### Task objective
Across the entries below, determine how many lines include the word "Schedules". State only the resulting number.

### Data supplied
____

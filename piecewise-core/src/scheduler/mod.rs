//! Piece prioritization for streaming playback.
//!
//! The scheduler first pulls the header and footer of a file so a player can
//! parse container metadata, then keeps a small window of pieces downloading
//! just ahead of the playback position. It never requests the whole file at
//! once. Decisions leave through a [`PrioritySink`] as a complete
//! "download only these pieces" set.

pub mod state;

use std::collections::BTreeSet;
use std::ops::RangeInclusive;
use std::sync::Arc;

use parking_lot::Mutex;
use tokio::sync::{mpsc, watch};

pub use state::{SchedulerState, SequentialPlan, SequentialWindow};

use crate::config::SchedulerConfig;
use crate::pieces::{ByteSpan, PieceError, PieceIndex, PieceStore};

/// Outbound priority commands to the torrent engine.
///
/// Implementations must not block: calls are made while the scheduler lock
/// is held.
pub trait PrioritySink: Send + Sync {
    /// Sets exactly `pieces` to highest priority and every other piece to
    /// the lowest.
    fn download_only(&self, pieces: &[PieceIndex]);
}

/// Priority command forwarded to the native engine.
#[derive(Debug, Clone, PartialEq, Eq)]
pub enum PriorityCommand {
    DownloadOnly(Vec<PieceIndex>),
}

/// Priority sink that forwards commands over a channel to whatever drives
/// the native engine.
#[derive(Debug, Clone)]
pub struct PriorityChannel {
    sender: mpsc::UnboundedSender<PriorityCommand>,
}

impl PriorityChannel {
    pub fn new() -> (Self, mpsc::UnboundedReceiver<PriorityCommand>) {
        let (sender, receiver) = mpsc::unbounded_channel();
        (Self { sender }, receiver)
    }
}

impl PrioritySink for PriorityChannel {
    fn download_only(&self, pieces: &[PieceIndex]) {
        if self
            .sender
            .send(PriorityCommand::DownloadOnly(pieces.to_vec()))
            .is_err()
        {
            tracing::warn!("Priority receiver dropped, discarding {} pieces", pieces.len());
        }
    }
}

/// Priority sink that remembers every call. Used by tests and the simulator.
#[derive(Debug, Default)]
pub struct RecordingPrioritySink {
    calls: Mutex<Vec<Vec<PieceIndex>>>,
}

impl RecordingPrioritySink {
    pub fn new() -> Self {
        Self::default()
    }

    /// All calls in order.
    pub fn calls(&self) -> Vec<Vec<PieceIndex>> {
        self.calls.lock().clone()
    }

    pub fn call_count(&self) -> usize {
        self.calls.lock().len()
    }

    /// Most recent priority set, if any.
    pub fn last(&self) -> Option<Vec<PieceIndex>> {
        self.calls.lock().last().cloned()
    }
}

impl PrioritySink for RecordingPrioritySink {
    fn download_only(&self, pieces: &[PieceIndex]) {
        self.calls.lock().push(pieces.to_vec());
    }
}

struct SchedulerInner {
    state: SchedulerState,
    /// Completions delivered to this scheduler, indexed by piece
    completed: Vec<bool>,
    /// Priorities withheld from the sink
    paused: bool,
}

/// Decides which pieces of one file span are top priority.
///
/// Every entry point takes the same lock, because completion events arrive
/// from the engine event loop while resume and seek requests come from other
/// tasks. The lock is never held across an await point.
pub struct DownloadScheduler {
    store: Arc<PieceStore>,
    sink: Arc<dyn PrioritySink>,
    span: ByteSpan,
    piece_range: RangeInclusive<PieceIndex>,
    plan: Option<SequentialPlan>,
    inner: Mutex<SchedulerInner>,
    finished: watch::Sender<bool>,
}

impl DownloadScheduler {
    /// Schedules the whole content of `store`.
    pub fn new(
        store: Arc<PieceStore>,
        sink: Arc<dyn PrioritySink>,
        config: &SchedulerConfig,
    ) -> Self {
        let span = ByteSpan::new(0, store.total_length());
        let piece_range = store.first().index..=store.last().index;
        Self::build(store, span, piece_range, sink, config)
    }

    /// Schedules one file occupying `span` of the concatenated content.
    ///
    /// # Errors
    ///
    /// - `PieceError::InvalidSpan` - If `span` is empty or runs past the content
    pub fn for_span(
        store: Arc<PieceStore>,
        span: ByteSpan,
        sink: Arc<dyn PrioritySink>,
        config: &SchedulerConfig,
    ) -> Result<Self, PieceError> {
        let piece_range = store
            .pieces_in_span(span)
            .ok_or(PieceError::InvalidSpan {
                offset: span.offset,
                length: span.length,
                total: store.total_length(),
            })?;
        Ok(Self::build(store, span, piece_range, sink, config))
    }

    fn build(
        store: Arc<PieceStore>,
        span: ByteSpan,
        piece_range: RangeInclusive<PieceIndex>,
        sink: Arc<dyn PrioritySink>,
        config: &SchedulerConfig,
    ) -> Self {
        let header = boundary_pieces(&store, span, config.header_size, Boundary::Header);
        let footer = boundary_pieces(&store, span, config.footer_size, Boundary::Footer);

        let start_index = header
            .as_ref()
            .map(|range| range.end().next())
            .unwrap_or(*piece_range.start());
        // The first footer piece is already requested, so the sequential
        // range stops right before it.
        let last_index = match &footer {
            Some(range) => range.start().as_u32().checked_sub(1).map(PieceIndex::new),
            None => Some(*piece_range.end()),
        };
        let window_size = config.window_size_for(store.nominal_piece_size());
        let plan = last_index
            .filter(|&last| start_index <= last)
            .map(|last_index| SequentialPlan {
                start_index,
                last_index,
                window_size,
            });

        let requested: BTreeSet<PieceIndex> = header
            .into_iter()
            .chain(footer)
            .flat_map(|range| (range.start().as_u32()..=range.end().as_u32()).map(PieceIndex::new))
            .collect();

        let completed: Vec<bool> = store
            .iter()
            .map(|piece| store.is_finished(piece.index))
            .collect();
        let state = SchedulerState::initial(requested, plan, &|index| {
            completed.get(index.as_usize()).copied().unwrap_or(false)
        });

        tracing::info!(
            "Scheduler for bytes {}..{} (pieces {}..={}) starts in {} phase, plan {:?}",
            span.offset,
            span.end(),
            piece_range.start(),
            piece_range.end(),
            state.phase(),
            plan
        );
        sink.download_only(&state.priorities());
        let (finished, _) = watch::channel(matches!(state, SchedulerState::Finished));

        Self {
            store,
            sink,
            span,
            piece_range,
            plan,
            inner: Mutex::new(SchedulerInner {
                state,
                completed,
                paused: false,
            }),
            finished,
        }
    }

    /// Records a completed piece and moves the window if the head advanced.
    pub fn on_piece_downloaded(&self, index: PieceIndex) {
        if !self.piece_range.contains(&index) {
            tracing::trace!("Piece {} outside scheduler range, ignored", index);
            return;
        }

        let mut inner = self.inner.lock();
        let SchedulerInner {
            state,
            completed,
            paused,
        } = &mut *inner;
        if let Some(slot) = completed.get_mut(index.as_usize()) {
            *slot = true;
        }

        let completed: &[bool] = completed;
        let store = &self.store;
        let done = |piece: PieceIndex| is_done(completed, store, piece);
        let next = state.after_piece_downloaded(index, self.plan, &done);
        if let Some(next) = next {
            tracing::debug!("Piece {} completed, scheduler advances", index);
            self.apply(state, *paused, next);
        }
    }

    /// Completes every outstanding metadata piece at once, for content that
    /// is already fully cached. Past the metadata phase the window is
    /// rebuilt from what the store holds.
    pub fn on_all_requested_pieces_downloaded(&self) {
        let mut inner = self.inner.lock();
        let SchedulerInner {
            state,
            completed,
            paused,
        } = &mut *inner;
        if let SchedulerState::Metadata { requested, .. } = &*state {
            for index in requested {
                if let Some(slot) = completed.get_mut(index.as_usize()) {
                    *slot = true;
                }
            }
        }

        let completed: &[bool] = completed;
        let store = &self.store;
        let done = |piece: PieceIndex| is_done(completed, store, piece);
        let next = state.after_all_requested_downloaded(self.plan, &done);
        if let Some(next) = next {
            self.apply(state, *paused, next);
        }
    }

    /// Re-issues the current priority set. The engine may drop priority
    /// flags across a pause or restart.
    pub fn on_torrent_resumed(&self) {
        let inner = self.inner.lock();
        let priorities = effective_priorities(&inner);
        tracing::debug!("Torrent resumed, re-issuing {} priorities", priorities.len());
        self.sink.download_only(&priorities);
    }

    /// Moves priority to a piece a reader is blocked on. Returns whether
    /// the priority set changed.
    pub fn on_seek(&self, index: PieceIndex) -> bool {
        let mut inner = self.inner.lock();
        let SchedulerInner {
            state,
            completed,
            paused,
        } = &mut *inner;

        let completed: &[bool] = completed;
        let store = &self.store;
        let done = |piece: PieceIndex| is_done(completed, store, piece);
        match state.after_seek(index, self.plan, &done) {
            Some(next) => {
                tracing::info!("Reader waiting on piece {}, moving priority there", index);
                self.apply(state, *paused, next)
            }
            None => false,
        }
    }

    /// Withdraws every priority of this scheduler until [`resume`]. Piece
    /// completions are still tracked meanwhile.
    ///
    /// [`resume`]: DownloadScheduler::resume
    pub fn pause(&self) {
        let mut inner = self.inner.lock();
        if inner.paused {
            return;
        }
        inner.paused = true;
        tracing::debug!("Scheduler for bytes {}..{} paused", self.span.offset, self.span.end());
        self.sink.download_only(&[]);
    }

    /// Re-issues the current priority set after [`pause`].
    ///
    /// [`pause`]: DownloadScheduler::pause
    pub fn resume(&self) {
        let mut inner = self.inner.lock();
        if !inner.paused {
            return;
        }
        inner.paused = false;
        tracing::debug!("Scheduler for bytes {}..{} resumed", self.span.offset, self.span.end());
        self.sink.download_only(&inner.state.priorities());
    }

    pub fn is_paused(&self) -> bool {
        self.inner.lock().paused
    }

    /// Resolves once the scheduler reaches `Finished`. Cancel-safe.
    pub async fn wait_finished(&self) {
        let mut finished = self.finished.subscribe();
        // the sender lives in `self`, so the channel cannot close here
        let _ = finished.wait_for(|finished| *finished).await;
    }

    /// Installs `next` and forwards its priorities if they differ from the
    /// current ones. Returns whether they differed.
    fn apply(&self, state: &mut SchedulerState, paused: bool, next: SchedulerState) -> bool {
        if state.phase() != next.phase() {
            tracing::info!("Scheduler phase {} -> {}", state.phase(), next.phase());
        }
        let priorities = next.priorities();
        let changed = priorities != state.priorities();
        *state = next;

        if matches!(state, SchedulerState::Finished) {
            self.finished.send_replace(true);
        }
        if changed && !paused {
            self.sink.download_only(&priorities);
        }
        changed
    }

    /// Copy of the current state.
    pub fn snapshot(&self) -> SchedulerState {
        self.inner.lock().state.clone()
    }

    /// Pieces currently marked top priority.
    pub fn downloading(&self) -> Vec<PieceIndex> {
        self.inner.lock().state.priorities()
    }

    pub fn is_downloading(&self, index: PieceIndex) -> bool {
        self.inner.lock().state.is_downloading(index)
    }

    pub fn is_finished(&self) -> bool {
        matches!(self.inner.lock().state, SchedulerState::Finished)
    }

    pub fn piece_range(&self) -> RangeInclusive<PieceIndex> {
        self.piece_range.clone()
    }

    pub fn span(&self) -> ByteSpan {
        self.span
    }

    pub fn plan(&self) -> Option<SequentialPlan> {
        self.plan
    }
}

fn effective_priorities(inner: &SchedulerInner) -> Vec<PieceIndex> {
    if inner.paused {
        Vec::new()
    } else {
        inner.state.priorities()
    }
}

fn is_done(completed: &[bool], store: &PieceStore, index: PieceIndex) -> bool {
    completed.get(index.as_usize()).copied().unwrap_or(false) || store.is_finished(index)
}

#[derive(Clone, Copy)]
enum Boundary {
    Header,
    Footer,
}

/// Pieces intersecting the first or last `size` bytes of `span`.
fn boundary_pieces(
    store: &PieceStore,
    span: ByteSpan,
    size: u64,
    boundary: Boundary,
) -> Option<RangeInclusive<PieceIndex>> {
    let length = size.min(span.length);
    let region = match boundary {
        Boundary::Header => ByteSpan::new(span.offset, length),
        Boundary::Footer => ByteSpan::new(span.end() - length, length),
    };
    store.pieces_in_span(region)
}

____

### Exercise response
2